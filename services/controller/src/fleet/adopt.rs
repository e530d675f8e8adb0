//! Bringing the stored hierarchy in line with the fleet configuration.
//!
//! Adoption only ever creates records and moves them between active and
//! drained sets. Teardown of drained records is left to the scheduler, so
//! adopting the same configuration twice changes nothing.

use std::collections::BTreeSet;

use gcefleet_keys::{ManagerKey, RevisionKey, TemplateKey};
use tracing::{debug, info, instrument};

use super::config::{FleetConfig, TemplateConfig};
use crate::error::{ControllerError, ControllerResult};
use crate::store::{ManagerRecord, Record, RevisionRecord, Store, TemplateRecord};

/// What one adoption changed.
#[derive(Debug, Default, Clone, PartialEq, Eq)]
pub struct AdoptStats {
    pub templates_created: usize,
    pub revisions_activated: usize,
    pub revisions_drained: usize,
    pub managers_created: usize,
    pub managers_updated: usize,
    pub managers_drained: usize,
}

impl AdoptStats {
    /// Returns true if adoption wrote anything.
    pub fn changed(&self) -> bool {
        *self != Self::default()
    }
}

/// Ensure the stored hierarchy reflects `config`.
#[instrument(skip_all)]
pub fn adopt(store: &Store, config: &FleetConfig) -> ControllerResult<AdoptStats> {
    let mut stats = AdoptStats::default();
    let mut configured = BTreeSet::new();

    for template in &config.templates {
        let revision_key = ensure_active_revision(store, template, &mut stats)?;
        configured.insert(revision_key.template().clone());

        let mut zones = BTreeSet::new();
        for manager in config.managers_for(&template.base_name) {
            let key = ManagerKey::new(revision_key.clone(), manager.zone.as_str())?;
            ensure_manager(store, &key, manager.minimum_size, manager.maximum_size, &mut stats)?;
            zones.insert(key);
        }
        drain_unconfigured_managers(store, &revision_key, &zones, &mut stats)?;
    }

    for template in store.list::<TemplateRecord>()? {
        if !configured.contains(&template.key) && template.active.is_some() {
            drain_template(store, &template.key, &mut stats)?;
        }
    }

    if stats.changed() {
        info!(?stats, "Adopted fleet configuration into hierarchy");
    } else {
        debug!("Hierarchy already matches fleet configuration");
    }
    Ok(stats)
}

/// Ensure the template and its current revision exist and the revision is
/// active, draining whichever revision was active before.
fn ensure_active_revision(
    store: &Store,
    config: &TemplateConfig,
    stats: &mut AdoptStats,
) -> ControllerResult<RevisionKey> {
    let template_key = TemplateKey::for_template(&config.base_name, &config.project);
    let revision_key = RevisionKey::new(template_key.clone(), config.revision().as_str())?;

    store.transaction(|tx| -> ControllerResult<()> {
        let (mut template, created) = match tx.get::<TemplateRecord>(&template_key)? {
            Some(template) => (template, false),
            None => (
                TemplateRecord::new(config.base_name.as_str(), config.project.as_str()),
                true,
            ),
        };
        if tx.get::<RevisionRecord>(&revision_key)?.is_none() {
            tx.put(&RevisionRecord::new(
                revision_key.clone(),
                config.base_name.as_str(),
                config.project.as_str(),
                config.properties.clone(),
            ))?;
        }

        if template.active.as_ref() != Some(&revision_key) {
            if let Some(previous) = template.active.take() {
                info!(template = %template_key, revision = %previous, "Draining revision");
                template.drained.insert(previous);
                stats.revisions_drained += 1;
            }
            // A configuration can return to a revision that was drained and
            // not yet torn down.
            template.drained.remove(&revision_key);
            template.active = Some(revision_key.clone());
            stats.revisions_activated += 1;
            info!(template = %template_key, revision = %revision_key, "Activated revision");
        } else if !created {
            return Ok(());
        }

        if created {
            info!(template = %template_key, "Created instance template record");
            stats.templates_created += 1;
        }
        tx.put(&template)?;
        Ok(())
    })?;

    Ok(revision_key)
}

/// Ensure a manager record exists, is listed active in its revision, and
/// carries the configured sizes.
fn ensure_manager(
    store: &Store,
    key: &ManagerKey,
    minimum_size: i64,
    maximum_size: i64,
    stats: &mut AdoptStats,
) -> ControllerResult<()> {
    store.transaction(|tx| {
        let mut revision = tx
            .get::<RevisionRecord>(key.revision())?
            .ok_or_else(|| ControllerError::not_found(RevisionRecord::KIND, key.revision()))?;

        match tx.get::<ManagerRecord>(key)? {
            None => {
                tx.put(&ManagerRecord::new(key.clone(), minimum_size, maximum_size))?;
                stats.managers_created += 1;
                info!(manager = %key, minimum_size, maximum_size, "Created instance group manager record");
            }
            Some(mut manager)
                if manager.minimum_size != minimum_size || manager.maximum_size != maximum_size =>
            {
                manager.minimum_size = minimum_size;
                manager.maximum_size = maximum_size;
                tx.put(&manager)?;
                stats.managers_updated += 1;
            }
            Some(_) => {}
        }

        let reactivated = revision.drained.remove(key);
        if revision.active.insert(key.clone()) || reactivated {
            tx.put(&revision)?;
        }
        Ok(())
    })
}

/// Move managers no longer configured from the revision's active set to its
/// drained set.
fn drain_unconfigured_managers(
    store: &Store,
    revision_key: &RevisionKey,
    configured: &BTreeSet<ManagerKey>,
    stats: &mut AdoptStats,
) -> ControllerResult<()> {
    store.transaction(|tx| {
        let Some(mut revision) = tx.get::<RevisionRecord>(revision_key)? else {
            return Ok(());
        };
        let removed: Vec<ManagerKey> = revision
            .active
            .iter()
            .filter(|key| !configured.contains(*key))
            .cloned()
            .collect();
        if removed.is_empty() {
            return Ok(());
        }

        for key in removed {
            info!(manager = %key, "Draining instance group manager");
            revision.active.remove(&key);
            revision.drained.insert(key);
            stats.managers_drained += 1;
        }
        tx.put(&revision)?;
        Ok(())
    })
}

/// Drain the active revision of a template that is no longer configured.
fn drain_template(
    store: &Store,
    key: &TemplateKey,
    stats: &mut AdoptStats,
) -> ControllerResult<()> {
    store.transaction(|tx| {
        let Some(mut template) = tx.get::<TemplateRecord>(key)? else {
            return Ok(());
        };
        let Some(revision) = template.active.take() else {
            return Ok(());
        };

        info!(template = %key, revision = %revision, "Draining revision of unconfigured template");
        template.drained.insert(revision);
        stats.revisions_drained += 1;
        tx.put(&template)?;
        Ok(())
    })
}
------------------------------------
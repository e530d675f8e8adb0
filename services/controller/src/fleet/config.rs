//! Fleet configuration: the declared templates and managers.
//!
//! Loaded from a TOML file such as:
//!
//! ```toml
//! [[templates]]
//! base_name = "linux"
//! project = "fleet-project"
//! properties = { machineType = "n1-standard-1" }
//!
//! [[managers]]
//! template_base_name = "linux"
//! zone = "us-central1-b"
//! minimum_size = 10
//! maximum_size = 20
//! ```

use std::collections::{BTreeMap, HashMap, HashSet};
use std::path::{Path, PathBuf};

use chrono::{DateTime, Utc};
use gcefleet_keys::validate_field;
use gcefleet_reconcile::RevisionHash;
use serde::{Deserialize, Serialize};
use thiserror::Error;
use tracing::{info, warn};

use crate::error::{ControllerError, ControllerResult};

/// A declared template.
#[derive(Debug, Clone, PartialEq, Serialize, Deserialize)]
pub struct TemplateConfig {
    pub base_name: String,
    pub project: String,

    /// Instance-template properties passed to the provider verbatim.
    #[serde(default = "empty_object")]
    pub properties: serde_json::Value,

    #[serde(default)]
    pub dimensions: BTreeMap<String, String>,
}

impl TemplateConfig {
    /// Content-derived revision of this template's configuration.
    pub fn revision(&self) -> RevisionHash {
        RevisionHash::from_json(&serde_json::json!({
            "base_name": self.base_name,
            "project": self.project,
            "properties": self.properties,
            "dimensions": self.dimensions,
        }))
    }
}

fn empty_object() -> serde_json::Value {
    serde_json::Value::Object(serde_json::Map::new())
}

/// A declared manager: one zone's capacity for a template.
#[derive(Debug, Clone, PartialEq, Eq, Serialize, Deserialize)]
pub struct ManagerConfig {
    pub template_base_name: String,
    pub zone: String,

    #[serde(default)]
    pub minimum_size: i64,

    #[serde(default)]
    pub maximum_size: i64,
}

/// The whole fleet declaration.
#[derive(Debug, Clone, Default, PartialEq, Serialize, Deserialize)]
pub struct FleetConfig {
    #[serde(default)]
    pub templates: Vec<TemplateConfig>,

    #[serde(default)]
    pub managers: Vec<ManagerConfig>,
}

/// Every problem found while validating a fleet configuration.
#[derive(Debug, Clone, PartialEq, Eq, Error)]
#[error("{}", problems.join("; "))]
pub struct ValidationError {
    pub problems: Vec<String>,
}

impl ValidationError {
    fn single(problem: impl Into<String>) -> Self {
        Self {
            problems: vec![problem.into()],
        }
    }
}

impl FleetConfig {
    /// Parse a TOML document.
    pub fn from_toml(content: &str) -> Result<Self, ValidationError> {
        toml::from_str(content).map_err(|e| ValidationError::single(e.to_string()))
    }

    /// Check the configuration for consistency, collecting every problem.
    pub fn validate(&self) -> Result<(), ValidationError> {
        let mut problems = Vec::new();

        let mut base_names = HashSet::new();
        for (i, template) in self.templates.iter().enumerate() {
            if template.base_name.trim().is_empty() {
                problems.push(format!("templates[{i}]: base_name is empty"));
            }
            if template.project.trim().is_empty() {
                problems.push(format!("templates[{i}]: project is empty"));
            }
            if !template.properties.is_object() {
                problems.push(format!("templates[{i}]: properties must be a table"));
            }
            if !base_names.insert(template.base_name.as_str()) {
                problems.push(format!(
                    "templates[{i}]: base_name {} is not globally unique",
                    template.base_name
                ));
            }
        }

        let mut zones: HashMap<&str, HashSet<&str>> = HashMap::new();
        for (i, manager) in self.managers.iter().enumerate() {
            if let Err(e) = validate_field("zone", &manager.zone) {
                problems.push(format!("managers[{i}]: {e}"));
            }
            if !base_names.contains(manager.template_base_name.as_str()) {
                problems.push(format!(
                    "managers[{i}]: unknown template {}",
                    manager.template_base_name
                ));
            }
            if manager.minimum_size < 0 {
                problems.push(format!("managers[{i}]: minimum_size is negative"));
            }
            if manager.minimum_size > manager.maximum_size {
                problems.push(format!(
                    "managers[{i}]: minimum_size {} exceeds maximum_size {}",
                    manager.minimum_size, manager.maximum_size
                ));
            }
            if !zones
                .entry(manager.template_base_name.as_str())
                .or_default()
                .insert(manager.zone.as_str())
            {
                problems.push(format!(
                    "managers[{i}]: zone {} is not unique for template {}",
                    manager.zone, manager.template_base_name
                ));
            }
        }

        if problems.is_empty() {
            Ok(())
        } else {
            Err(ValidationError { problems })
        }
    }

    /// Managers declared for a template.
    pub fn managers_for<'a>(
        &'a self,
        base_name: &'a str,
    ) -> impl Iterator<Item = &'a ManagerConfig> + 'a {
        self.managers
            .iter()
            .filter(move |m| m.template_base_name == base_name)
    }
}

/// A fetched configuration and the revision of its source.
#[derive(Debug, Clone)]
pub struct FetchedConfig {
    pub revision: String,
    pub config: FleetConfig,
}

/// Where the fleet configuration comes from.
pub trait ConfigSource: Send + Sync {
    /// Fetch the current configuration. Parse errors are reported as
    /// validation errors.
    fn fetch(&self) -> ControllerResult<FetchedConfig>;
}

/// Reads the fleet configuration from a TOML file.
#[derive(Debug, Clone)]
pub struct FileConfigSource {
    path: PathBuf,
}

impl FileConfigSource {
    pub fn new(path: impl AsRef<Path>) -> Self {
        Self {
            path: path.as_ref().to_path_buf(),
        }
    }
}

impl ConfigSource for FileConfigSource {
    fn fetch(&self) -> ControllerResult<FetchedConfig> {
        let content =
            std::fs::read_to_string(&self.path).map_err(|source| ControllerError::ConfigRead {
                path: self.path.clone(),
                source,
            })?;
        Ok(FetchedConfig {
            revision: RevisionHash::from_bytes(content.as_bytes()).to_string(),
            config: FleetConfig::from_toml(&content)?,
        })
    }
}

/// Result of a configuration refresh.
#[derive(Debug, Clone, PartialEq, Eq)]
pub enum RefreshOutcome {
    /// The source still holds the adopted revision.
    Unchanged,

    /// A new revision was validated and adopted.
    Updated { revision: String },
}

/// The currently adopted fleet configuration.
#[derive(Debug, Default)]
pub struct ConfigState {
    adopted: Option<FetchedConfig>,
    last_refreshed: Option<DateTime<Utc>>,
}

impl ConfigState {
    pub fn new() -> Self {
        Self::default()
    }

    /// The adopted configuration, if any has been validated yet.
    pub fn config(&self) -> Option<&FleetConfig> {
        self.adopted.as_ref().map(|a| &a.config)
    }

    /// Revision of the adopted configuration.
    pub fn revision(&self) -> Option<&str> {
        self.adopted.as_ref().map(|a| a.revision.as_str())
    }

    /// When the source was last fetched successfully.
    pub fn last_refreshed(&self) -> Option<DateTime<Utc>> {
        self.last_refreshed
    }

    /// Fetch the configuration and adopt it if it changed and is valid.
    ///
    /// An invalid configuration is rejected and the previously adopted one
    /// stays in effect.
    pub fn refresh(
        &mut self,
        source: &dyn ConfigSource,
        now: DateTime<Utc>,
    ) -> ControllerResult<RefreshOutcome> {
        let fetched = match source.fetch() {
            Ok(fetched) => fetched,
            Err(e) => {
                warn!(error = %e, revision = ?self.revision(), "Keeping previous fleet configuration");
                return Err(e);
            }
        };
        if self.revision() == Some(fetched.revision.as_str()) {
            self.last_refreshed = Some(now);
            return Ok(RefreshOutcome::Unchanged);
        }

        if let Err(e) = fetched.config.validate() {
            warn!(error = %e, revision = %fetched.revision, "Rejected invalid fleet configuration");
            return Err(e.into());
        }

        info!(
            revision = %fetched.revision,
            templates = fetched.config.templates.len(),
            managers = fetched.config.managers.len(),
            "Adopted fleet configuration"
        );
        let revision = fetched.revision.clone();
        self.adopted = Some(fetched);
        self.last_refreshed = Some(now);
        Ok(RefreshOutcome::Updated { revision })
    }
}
------------------------------------
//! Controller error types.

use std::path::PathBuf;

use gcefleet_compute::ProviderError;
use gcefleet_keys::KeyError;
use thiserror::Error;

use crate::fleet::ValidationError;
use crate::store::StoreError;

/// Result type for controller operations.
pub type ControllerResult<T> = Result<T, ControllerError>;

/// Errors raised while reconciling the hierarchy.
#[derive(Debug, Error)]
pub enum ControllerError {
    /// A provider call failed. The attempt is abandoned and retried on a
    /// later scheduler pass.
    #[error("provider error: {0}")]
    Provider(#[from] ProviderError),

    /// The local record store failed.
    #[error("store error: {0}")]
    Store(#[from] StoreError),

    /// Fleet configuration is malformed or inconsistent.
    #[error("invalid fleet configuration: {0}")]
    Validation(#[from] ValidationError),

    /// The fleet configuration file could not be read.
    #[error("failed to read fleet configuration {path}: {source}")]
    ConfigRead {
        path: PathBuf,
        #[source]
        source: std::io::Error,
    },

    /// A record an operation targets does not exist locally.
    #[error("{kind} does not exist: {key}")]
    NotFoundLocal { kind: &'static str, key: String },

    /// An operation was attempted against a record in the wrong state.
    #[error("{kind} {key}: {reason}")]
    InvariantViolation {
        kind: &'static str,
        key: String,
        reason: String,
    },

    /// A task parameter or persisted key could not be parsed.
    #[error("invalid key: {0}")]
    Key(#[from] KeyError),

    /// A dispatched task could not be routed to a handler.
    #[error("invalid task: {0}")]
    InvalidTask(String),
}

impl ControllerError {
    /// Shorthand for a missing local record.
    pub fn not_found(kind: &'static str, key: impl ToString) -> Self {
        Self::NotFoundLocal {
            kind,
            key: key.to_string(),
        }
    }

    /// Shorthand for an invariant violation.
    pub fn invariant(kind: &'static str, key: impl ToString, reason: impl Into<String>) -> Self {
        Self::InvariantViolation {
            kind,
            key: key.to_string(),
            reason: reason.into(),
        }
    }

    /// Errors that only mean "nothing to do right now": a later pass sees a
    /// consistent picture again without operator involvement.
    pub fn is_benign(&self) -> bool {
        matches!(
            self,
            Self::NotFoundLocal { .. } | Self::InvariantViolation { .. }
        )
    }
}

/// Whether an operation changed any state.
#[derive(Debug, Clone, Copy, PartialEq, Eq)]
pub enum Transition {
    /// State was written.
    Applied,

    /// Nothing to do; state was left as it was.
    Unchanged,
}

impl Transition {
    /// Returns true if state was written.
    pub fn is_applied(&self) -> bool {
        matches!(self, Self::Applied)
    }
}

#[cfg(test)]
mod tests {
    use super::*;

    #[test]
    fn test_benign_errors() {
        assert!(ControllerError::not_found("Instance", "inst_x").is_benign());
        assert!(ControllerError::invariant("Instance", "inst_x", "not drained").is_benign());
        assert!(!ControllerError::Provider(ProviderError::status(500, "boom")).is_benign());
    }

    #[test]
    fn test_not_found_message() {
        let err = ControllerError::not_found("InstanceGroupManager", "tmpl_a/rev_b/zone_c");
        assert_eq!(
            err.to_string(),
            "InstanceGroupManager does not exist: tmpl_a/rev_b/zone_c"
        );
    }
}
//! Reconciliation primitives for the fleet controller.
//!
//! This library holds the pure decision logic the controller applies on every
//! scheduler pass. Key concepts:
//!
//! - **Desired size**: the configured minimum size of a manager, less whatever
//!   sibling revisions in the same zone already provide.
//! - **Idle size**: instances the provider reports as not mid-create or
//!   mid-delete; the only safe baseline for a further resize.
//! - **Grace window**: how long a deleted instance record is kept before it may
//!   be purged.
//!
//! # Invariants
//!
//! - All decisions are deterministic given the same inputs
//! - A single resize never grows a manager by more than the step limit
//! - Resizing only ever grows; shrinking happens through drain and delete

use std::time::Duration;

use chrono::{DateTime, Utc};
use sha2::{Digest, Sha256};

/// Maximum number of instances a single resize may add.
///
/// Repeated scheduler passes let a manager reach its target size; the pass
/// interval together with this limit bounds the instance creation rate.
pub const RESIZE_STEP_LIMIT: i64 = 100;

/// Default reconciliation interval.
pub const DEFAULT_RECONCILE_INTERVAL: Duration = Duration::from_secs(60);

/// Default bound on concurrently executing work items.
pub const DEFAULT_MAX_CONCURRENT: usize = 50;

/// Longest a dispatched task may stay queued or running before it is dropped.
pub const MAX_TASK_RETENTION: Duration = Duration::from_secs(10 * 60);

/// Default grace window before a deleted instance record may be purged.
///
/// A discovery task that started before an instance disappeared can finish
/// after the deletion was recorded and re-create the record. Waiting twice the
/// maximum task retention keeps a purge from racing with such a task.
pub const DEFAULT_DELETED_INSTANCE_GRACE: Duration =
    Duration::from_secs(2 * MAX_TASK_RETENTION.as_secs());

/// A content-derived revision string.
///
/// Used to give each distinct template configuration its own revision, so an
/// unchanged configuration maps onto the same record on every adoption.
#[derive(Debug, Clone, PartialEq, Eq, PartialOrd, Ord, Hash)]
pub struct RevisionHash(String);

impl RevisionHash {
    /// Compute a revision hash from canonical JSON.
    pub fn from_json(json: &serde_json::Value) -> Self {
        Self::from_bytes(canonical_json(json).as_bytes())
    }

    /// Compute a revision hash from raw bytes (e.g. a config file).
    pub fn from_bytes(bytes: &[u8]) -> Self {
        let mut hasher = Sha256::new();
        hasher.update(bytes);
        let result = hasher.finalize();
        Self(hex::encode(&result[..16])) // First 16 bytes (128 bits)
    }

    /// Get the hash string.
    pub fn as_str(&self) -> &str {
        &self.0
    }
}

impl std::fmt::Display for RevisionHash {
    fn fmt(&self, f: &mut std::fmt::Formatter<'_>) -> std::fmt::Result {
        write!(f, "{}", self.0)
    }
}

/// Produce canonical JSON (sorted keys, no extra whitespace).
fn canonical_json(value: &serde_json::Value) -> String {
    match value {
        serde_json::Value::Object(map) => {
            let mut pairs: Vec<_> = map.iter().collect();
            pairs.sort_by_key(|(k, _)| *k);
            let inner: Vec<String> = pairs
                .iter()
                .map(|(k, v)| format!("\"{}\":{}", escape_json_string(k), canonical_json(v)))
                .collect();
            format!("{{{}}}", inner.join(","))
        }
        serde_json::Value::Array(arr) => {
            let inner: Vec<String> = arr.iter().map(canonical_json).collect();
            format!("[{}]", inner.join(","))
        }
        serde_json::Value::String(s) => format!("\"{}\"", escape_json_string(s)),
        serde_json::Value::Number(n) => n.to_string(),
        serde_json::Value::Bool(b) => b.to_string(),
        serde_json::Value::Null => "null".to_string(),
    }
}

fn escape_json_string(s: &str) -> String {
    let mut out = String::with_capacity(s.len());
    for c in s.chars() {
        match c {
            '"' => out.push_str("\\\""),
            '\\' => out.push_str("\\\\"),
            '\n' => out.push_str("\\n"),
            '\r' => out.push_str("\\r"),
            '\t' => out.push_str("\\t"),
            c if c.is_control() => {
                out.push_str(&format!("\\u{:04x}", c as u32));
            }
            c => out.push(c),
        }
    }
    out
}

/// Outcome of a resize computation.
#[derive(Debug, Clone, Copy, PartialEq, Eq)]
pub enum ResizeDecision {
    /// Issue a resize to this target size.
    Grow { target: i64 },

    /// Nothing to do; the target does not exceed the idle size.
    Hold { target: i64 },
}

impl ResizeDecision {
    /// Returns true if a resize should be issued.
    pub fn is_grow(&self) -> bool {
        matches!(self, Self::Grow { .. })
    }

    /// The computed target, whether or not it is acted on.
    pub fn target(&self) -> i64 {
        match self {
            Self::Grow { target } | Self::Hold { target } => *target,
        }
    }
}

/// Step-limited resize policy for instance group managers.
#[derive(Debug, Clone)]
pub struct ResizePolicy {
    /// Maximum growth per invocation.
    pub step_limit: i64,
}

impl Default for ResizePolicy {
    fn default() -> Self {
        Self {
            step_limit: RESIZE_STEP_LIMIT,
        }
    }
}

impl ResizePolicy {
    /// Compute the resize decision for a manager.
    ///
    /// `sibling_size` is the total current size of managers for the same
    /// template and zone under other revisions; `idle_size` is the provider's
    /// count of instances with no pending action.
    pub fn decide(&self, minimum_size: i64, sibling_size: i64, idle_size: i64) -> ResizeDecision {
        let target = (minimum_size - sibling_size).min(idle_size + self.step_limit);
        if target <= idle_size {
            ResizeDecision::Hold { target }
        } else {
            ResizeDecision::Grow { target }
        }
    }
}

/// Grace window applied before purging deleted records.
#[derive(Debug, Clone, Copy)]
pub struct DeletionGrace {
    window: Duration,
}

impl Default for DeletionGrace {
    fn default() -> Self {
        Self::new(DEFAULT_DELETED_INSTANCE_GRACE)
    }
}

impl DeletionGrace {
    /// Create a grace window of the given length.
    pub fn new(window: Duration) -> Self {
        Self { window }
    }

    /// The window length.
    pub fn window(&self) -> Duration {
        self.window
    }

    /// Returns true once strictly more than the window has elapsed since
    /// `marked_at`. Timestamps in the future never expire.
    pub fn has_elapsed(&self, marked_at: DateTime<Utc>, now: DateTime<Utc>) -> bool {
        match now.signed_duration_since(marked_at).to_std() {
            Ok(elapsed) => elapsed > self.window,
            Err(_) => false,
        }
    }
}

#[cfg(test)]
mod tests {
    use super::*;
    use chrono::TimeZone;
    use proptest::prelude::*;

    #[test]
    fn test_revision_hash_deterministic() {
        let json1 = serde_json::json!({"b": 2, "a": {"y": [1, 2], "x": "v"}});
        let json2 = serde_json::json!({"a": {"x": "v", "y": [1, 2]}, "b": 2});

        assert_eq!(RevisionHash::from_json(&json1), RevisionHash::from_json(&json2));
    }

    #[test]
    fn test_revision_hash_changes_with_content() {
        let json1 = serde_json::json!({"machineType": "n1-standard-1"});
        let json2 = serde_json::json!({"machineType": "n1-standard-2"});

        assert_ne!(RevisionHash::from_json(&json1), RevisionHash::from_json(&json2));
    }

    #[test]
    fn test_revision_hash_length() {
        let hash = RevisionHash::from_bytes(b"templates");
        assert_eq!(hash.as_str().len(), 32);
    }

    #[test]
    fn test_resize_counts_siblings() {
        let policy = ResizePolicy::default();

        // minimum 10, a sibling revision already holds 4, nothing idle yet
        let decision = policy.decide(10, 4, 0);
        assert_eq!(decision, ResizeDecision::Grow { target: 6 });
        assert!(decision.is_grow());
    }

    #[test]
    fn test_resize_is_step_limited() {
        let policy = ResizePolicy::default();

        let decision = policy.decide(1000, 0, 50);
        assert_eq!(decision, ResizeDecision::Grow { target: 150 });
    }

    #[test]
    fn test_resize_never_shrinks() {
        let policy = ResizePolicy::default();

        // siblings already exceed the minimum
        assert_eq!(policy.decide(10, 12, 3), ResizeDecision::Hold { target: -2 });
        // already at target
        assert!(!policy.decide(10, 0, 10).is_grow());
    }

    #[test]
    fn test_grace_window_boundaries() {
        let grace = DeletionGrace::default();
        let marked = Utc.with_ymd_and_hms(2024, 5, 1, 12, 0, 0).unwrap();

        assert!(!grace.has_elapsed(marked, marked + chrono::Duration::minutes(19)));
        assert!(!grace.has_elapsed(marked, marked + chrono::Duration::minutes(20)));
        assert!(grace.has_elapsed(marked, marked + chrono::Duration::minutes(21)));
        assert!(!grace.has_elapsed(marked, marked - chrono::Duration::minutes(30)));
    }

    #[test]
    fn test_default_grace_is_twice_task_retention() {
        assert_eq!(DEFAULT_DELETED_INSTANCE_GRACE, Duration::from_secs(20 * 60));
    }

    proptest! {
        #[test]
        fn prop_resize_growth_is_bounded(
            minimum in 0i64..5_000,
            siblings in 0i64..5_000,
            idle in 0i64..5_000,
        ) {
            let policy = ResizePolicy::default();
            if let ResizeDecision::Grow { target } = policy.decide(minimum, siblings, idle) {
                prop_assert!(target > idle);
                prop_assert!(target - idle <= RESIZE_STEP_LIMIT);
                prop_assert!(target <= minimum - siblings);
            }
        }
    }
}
------------------------------------
● **Exercise objective**
In how many lines of the records does the word "reactivated" appear? Reply with the number only.

● **Task response**
2